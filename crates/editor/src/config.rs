use crate::error::Result;

/// Editor display settings, persisted per user by the settings sync.
#[derive(Debug, Clone, PartialEq, Eq, serde::Serialize, serde::Deserialize, specta::Type)]
#[serde(default, rename_all = "camelCase")]
pub struct DisplaySettings {
    pub font_size: u32,
    /// Page width in columns.
    pub page_width: u32,
}

impl Default for DisplaySettings {
    fn default() -> Self {
        Self {
            font_size: 12,
            page_width: 80,
        }
    }
}

#[derive(
    Debug, Clone, Default, PartialEq, Eq, serde::Serialize, serde::Deserialize, specta::Type,
)]
#[serde(default, rename_all = "camelCase")]
pub struct EditorConfig {
    /// Maximum number of committed history steps. `None` keeps everything.
    pub history_limit: Option<usize>,
    pub display: DisplaySettings,
}

impl EditorConfig {
    /// Parses a config document; missing fields take their defaults.
    pub fn from_json(json: &str) -> Result<Self> {
        Ok(serde_json::from_str(json)?)
    }
}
----
▸ TASK REQUIREMENTS:
Show every line of the listing that includes the word "impl".

▸ FINISHED TASK:
impl Default for DisplaySettings {
impl EditorConfig {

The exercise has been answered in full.